#### Problem requirements:
Within the records, determine how many lines contain the word "candidates". Your reply must consist of that number only.

#### Excerpted records:
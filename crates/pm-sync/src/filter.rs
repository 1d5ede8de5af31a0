//! Candidate filtering: existence diff and creator allow-list

use std::collections::HashSet;

use tracing::debug;

use crate::types::MergedCondition;

/// Keep only conditions not yet present in the store, preserving order.
/// `existing` is the batched lookup result for the candidates' ids.
pub fn filter_new(
  candidates: Vec<MergedCondition>,
  existing: &HashSet<String>,
) -> Vec<MergedCondition> {
  candidates.into_iter().filter(|c| !existing.contains(&c.id)).collect()
}

/// Keep only conditions whose creator is on the allow-list
/// (case-insensitive). Conditions without a creator are dropped.
pub fn filter_by_creators(
  candidates: Vec<MergedCondition>,
  allow_list: &[String],
) -> Vec<MergedCondition> {
  let allowed: HashSet<String> = allow_list.iter().map(|a| a.to_lowercase()).collect();

  candidates
    .into_iter()
    .filter(|c| match &c.creator {
      Some(creator) if allowed.contains(&creator.to_lowercase()) => true,
      Some(creator) => {
        debug!("Skipping condition {}: creator {} not on allow-list", c.id, creator);
        false
      }
      None => {
        debug!("Skipping condition {}: no creator recorded", c.id);
        false
      }
    })
    .collect()
}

#### Answer box:
5